North's congress ends with threats, bluster
North Korea wrapped up a week-long Eighth Workers’ Party Congress Tuesday with an address from leader Kim Jong-un proclaiming a redoubling of work on the regime’s nuclear program.
Bringing to a close the biggest political gathering in the country, Kim’s speech encouraged the modernizing and strengthening of the military to thoroughly prepare the country for “any form of threat or unjust situation,” according to the official Korean Central News Agency (KCNA).
It was a strikingly militant conclusion to an event analysts in South Korea hoped would contain an olive branch ahead of a new administration taking power in Washington. Instead, it confirmed the North’s persistent defiance of the American attempts at reining it in.
Though international scrutiny was concentrated on the antagonism displayed toward the United States, the congress had a strong focus on rectifying economic shortcomings that were painfully pronounced for the regime last year.
The resolution that emerged after seven days of speechmaking and conferences outlined new goals for the economy for the next five years, the KCNA said, though details were scarce.
Kim, whose title was changed from chairman to general secretary at the congress, noted the party needed to assert unified control over the economy, and crack down on all forces “undermining” state authority.
The latter reference was probably not aimed at market influences in the country, manifested in the jangmadang markets, which since the late 1990s have grown into a large informal economy that most North Koreans depend on for daily subsistence.
More likely, Kim’s censures were aimed at rampant corruption and other crimes committed by officials, and he ordered a clampdown on “antisocialist” behavior.
As for particular economic goals, Kim stressed the production of steel and chemical products, while also expanding the purchases of grain from overseas to ensure regular food supplies.

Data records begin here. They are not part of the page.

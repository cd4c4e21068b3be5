//! Smoothd configuration types and loading

use eyre::{Context, Result};
use serde::{Deserialize, Serialize};
use std::fs;
use std::net::SocketAddr;
use std::path::{Path, PathBuf};
use std::time::Duration;

use crate::scheduler::SchedulerConfig;

/// Main Smoothd configuration
#[derive(Debug, Clone, Default, Serialize, Deserialize)]
#[serde(default)]
pub struct Config {
    /// Log level (overridden by --log-level)
    #[serde(rename = "log-level")]
    pub log_level: Option<String>,

    /// HTTP intake
    pub server: ServerConfig,

    /// Rate smoothing parameters
    pub scheduler: SchedulerConfig,

    /// Backlog record storage
    pub store: StoreConfig,

    /// Outbound HTTP dispatch
    pub dispatch: DispatchConfig,

    /// Email provider
    pub email: EmailConfig,
}

impl Config {
    /// Validate configuration before use
    ///
    /// Credentials are not required here; a request without one fails when
    /// it is scheduled.
    pub fn validate(&self) -> Result<()> {
        self.scheduler.validate()?;
        self.server.socket_addr()?;
        if self.dispatch.max_concurrent == 0 {
            return Err(eyre::eyre!("dispatch.max-concurrent must be at least 1"));
        }
        if self.dispatch.queue_capacity == 0 {
            return Err(eyre::eyre!("dispatch.queue-capacity must be at least 1"));
        }
        if self.store.backend == StoreBackend::Sqlite && self.store.path.as_os_str().is_empty() {
            return Err(eyre::eyre!("store.path is required for the sqlite backend"));
        }
        Ok(())
    }

    /// Load configuration with fallback chain
    ///
    /// Explicit path, then ./smoothd.yml, then ~/.config/smoothd/smoothd.yml,
    /// then defaults.
    pub fn load(config_path: Option<&PathBuf>) -> Result<Self> {
        if let Some(path) = config_path {
            return Self::load_from_file(path).context(format!("Failed to load config from {}", path.display()));
        }

        for candidate in Self::candidates() {
            if candidate.exists() {
                match Self::load_from_file(&candidate) {
                    Ok(config) => return Ok(config),
                    Err(e) => {
                        tracing::warn!("Failed to load config from {}: {}", candidate.display(), e);
                    }
                }
            }
        }

        tracing::info!("No config file found, using defaults");
        Ok(Self::default())
    }

    /// Read only the log level, before logging is set up
    pub fn load_log_level(config_path: Option<&PathBuf>) -> Option<String> {
        let paths = match config_path {
            Some(path) => vec![path.clone()],
            None => Self::candidates(),
        };
        paths
            .iter()
            .filter(|p| p.exists())
            .find_map(|p| fs::read_to_string(p).ok())
            .and_then(|content| serde_yaml::from_str::<Self>(&content).ok())
            .and_then(|config| config.log_level)
    }

    fn candidates() -> Vec<PathBuf> {
        let mut paths = vec![PathBuf::from("smoothd.yml")];
        if let Some(config_dir) = dirs::config_dir() {
            paths.push(config_dir.join("smoothd").join("smoothd.yml"));
        }
        paths
    }

    fn load_from_file<P: AsRef<Path>>(path: P) -> Result<Self> {
        let content = fs::read_to_string(&path).context("Failed to read config file")?;

        let config: Self = serde_yaml::from_str(&content).context("Failed to parse config file")?;

        tracing::info!("Loaded config from: {}", path.as_ref().display());
        Ok(config)
    }
}

/// HTTP intake configuration
#[derive(Debug, Clone, Serialize, Deserialize)]
#[serde(default)]
pub struct ServerConfig {
    /// Listen address
    pub bind: String,
}

impl Default for ServerConfig {
    fn default() -> Self {
        Self {
            bind: "0.0.0.0:3000".to_string(),
        }
    }
}

impl ServerConfig {
    pub fn socket_addr(&self) -> Result<SocketAddr> {
        self.bind
            .parse()
            .context(format!("Invalid server.bind address: {}", self.bind))
    }
}

/// Which state store backend to use
#[derive(Debug, Clone, Copy, Default, PartialEq, Eq, Serialize, Deserialize)]
#[serde(rename_all = "lowercase")]
pub enum StoreBackend {
    /// Process-local; state is lost on restart
    Memory,
    /// Shared SQLite file
    #[default]
    Sqlite,
}

/// State store configuration
#[derive(Debug, Clone, Serialize, Deserialize)]
#[serde(default)]
pub struct StoreConfig {
    pub backend: StoreBackend,

    /// SQLite database file
    pub path: PathBuf,
}

impl Default for StoreConfig {
    fn default() -> Self {
        Self {
            backend: StoreBackend::default(),
            path: statestore::config::default_store_path(),
        }
    }
}

/// Outbound HTTP dispatch configuration
#[derive(Debug, Clone, Serialize, Deserialize)]
#[serde(default)]
pub struct DispatchConfig {
    /// Target of `http` requests; HTTP intake is disabled without one
    pub endpoint: Option<String>,

    /// Environment variable holding the fallback credential
    #[serde(rename = "default-credential-env")]
    pub default_credential_env: String,

    /// Per-call timeout in milliseconds
    #[serde(rename = "timeout-ms")]
    pub timeout_ms: u64,

    /// Calls in flight at once
    #[serde(rename = "max-concurrent")]
    pub max_concurrent: usize,

    #[serde(rename = "max-retries")]
    pub max_retries: u32,

    #[serde(rename = "initial-backoff-ms")]
    pub initial_backoff_ms: u64,

    #[serde(rename = "max-backoff-ms")]
    pub max_backoff_ms: u64,

    /// Requests waiting to enter the delay queue
    #[serde(rename = "queue-capacity")]
    pub queue_capacity: usize,
}

impl Default for DispatchConfig {
    fn default() -> Self {
        Self {
            endpoint: None,
            default_credential_env: "DEFAULT_API_KEY".to_string(),
            timeout_ms: 30_000,
            max_concurrent: 2,
            max_retries: 3,
            initial_backoff_ms: 1000,
            max_backoff_ms: 30_000,
            queue_capacity: 10_000,
        }
    }
}

impl DispatchConfig {
    pub fn timeout(&self) -> Duration {
        Duration::from_millis(self.timeout_ms)
    }

    /// Fallback credential from the environment, if set and non-empty
    pub fn default_credential(&self) -> Option<String> {
        read_env(&self.default_credential_env)
    }
}

/// Email provider configuration
#[derive(Debug, Clone, Serialize, Deserialize)]
#[serde(default)]
pub struct EmailConfig {
    /// Provider API base URL
    #[serde(rename = "base-url")]
    pub base_url: String,

    /// Environment variable containing the API key
    #[serde(rename = "api-key-env")]
    pub api_key_env: String,

    /// Request timeout in milliseconds
    #[serde(rename = "timeout-ms")]
    pub timeout_ms: u64,
}

impl Default for EmailConfig {
    fn default() -> Self {
        Self {
            base_url: "https://api.resend.com".to_string(),
            api_key_env: "RESEND_API_KEY".to_string(),
            timeout_ms: 60_000,
        }
    }
}

impl EmailConfig {
    pub fn timeout(&self) -> Duration {
        Duration::from_millis(self.timeout_ms)
    }

    pub fn api_key(&self) -> Option<String> {
        read_env(&self.api_key_env)
    }
}

fn read_env(name: &str) -> Option<String> {
    std::env::var(name).ok().filter(|v| !v.trim().is_empty())
}

#[cfg(test)]
mod tests {
    use super::*;
    use serial_test::serial;
    use tempfile::TempDir;

    #[test]
    fn test_default_config() {
        let config = Config::default();

        assert_eq!(config.server.bind, "0.0.0.0:3000");
        assert_eq!(config.scheduler.target_rate, 2.0);
        assert_eq!(config.store.backend, StoreBackend::Sqlite);
        assert_eq!(config.dispatch.max_concurrent, 2);
        assert_eq!(config.dispatch.default_credential_env, "DEFAULT_API_KEY");
        assert_eq!(config.email.base_url, "https://api.resend.com");
        assert!(config.validate().is_ok());
    }

    #[test]
    fn test_deserialize_config() {
        let yaml = r#"
log-level: debug

server:
  bind: 127.0.0.1:8080

scheduler:
  target-rate: 5
  distribution-window-ms: 30000
  queue-name: outbound

store:
  backend: memory

dispatch:
  endpoint: https://api.example.com/endpoint
  max-concurrent: 4
  max-retries: 1

email:
  api-key-env: MY_RESEND_KEY
"#;

        let config: Config = serde_yaml::from_str(yaml).unwrap();

        assert_eq!(config.log_level.as_deref(), Some("debug"));
        assert_eq!(config.server.socket_addr().unwrap().port(), 8080);
        assert_eq!(config.scheduler.target_rate, 5.0);
        assert_eq!(config.scheduler.distribution_window_ms, 30_000);
        assert_eq!(config.scheduler.queue_name, "outbound");
        assert_eq!(config.scheduler.state_key, "api_queue_state");
        assert_eq!(config.store.backend, StoreBackend::Memory);
        assert_eq!(config.dispatch.endpoint.as_deref(), Some("https://api.example.com/endpoint"));
        assert_eq!(config.dispatch.max_concurrent, 4);
        assert_eq!(config.dispatch.max_retries, 1);
        assert_eq!(config.dispatch.timeout_ms, 30_000);
        assert_eq!(config.email.api_key_env, "MY_RESEND_KEY");
    }

    #[test]
    fn test_validate_rejects_bad_values() {
        let mut config = Config::default();
        config.scheduler.target_rate = -1.0;
        assert!(config.validate().is_err());

        let mut config = Config::default();
        config.server.bind = "not an address".to_string();
        assert!(config.validate().is_err());

        let mut config = Config::default();
        config.dispatch.max_concurrent = 0;
        assert!(config.validate().is_err());
    }

    #[test]
    fn test_load_explicit_path() {
        let temp = TempDir::new().unwrap();
        let path = temp.path().join("custom.yml");
        fs::write(&path, "log-level: warn\nscheduler:\n  target-rate: 10\n").unwrap();

        let config = Config::load(Some(&path)).unwrap();
        assert_eq!(config.scheduler.target_rate, 10.0);
        assert_eq!(Config::load_log_level(Some(&path)).as_deref(), Some("warn"));
    }

    #[test]
    fn test_load_missing_explicit_path_fails() {
        let temp = TempDir::new().unwrap();
        let path = temp.path().join("absent.yml");
        assert!(Config::load(Some(&path)).is_err());
        assert_eq!(Config::load_log_level(Some(&path)), None);
    }

    #[test]
    #[serial]
    fn test_credentials_from_env() {
        let dispatch = DispatchConfig {
            default_credential_env: "SMOOTHD_TEST_DEFAULT_KEY".to_string(),
            ..Default::default()
        };
        let email = EmailConfig {
            api_key_env: "SMOOTHD_TEST_EMAIL_KEY".to_string(),
            ..Default::default()
        };

        unsafe {
            std::env::set_var("SMOOTHD_TEST_DEFAULT_KEY", "abc");
            std::env::set_var("SMOOTHD_TEST_EMAIL_KEY", "");
        }
        assert_eq!(dispatch.default_credential().as_deref(), Some("abc"));
        assert_eq!(email.api_key(), None);

        unsafe {
            std::env::remove_var("SMOOTHD_TEST_DEFAULT_KEY");
            std::env::remove_var("SMOOTHD_TEST_EMAIL_KEY");
        }
        assert_eq!(dispatch.default_credential(), None);
    }
}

This directive on grain supply hinted at the regime’s food insecurity, which is estimated to be particularly serious this year given the natural disasters that disrupted agriculture over the summer. This, in addition to the crunch brought on by Covid-19 and ongoing international sanctions, have dented the regime’s fragile economy.
The congress also ended on an aggressive note Tuesday with a statement leveled against South Korea from Kim’s younger sister, Kim Yo-jong, slamming Seoul’s military for making predictions about a military parade underway in Pyongyang.
“This is a clear expression of the south Korean authorities' hostile approach toward the fellow countrymen in the north,” Kim said in an English-language statement carried by KCNA.
“Why do they take trouble craning their neck to follow what's happening in the north[?]”
South Korean authorities are “the idiot and top the world’s list in misbehavior,” she added, mocking Seoul for having “nothing else to do” but track celebrations in Pyongyang.
While typical of the regime’s usual vitriol, the statement stood out in light of Kim Yo-jong’s visibly diminished official profile at the recent congress. Contrary to analysts' predictions, the younger Kim was not mentioned among a list of alternate members of the party’s Central Committee Political Bureau, and her name was mentioned far down in the hierarchy.
A description of her statement released by KCNA also confirmed she had been apparently demoted from first vice department director to vice department director of the Central Committee.
While Kim Yo-jong may have been formally demoted, her capacity to slam the South in such language suggests that her influence in the regime remains significant.